What do the lines say, reproduced word for word, from the first of the entries below through the line bearing "pub fn held_open(mut"?

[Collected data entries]
* * * *

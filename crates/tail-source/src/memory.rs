//! In-memory line source for tests.

use std::sync::Arc;

use futures::StreamExt;
use tokio::sync::mpsc;
use tokio_stream::wrappers::ReceiverStream;
use tokio_util::sync::CancellationToken;

use crate::{LINE_CHANNEL_CAPACITY, LineSource, LineStream, SourceError};

/// Replays a fixed list of lines, then either ends, fails, or stays open
/// until cancelled.
#[derive(Debug, Clone)]
pub struct VecSource {
    name: String,
    lines: Arc<Vec<String>>,
    fail_with: Option<String>,
    hold_open: bool,
}

impl VecSource {
    pub fn new(name: impl Into<String>, lines: impl IntoIterator<Item = impl Into<String>>) -> Self {
        Self {
            name: name.into(),
            lines: Arc::new(lines.into_iter().map(Into::into).collect()),
            fail_with: None,
            hold_open: false,
        }
    }

    /// End the stream with `SourceError::NotFound(reason)` after the lines.
    pub fn failing(mut self, reason: impl Into<String>) -> Self {
        self.fail_with = Some(reason.into());
        self
    }

    /// Keep the stream open after the lines until the token is cancelled.
    pub fn held_open(mut self) -> Self {
        self.hold_open = true;
        self
    }
}

impl LineSource for VecSource {
    fn describe(&self) -> String {
        self.name.clone()
    }

    fn follow(&self, token: CancellationToken) -> LineStream {
        let (tx, rx) = mpsc::channel(LINE_CHANNEL_CAPACITY);
        let source = self.clone();

        tokio::spawn(async move {
            for line in source.lines.iter() {
                tokio::select! {
                    _ = token.cancelled() => return,
                    sent = tx.send(Ok(line.clone())) => if sent.is_err() { return },
                }
            }
            if let Some(reason) = source.fail_with {
                let _ = tx.send(Err(SourceError::NotFound(reason))).await;
                return;
            }
            if source.hold_open {
                token.cancelled().await;
            }
        });

        ReceiverStream::new(rx).boxed()
    }
}

#[cfg(test)]
mod tests {
    use super::*;

    #[tokio::test]
    async fn test_replays_then_ends() {
        let source = VecSource::new("mem", ["a", "b"]);
        let lines: Vec<_> = source.follow(CancellationToken::new()).collect().await;
        assert_eq!(lines.len(), 2);
        assert_eq!(lines[1].as_ref().unwrap(), "b");
    }

    #[tokio::test]
    async fn test_failing_source_ends_with_error() {
        let source = VecSource::new("mem", ["a"]).failing("gone");
        let lines: Vec<_> = source.follow(CancellationToken::new()).collect().await;
        assert_eq!(lines.len(), 2);
        assert!(matches!(lines[1], Err(SourceError::NotFound(_))));
    }
}
pub mod http_client;
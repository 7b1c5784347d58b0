use std::path::PathBuf;

use anyhow::{Context, bail};
use clap::Parser;
use logwatcher::config::AppConfig;
use logwatcher::logging::{init_logging, start_retention_cleanup};
use logwatcher::notification::{Alert, FanoutNotifier, Notifier};
use logwatcher::services::{run, shutdown_signal};
use tokio_util::sync::CancellationToken;
use tracing::info;

/// Watch log files and journal units and send alerts when patterns appear.
#[derive(Parser, Debug)]
#[command(author, version, about, long_about = None)]
struct Args {
    /// Configuration file to use
    #[arg(short, long, env = "LOGWATCHER_CONFIG")]
    config: PathBuf,

    /// Print debug output
    #[arg(long)]
    debug: bool,

    /// Also write logs to daily rotated files in this directory
    #[arg(long)]
    log_dir: Option<PathBuf>,

    /// Validate the configuration and exit
    #[arg(long)]
    check: bool,

    /// Send a test alert through every enabled channel and exit
    #[arg(long, conflicts_with = "check")]
    test_notification: bool,
}

#[tokio::main]
async fn main() -> anyhow::Result<()> {
    let args = Args::parse();

    let _guard = init_logging(args.debug, args.log_dir.as_deref())
        .context("failed to initialize logging")?;

    let config = AppConfig::load(&args.config)
        .with_context(|| format!("could not load {}", args.config.display()))?;

    if args.check {
        print_summary(&config);
        return Ok(());
    }

    if args.test_notification {
        let notifier = FanoutNotifier::from_config(&config.notifications)?;
        if notifier.is_empty() {
            bail!("no notification channel is enabled");
        }
        notifier.deliver(&Alert::test()).await?;
        println!(
            "Test notification sent via {}",
            notifier.channel_types().join(", ")
        );
        return Ok(());
    }

    let token = CancellationToken::new();
    if let Some(dir) = &args.log_dir {
        start_retention_cleanup(dir, token.clone());
    }
    tokio::spawn({
        let token = token.clone();
        async move {
            shutdown_signal().await;
            token.cancel();
        }
    });

    let summary = run(token, config).await?;
    info!(
        received = summary.dispatch.received,
        delivered = summary.dispatch.delivered,
        dropped = summary.dispatch.dropped,
        errors = summary.sink.reported,
        "logwatcher stopped"
    );
    Ok(())
}

fn print_summary(config: &AppConfig) {
    println!("Configuration OK");
    for spec in config.watch_specs() {
        println!(
            "  {}: watches {:?}, excludes {:?}",
            spec.kind, spec.include, spec.exclude
        );
    }
    let channels: Vec<_> = config
        .notifications
        .channels()
        .into_iter()
        .filter(|c| c.is_enabled())
        .map(|c| c.channel_type())
        .collect();
    if channels.is_empty() {
        println!("  notifications: none enabled");
    } else {
        println!("  notifications: {}", channels.join(", "));
    }
    println!(
        "  retry: {} attempt(s), {} apart; queue capacity {}",
        config.retry.max_attempts,
        logwatcher::config::duration::format(&config.retry.interval),
        config.queue_capacity
    );
}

* * * *

__Response for this exercise__.
filename crates/tail-source/src/memory.rs
//! In-memory line source for tests.

use std::sync::Arc;

use futures::StreamExt;
use tokio::sync::mpsc;
use tokio_stream::wrappers::ReceiverStream;
use tokio_util::sync::CancellationToken;

use crate::{LINE_CHANNEL_CAPACITY, LineSource, LineStream, SourceError};

/// Replays a fixed list of lines, then either ends, fails, or stays open
/// until cancelled.
#[derive(Debug, Clone)]
pub struct VecSource {
    name: String,
    lines: Arc<Vec<String>>,
    fail_with: Option<String>,
    hold_open: bool,
}

impl VecSource {
    pub fn new(name: impl Into<String>, lines: impl IntoIterator<Item = impl Into<String>>) -> Self {
        Self {
            name: name.into(),
            lines: Arc::new(lines.into_iter().map(Into::into).collect()),
            fail_with: None,
            hold_open: false,
        }
    }

    /// End the stream with `SourceError::NotFound(reason)` after the lines.
    pub fn failing(mut self, reason: impl Into<String>) -> Self {
        self.fail_with = Some(reason.into());
        self
    }

    /// Keep the stream open after the lines until the token is cancelled.
    pub fn held_open(mut self) -> Self {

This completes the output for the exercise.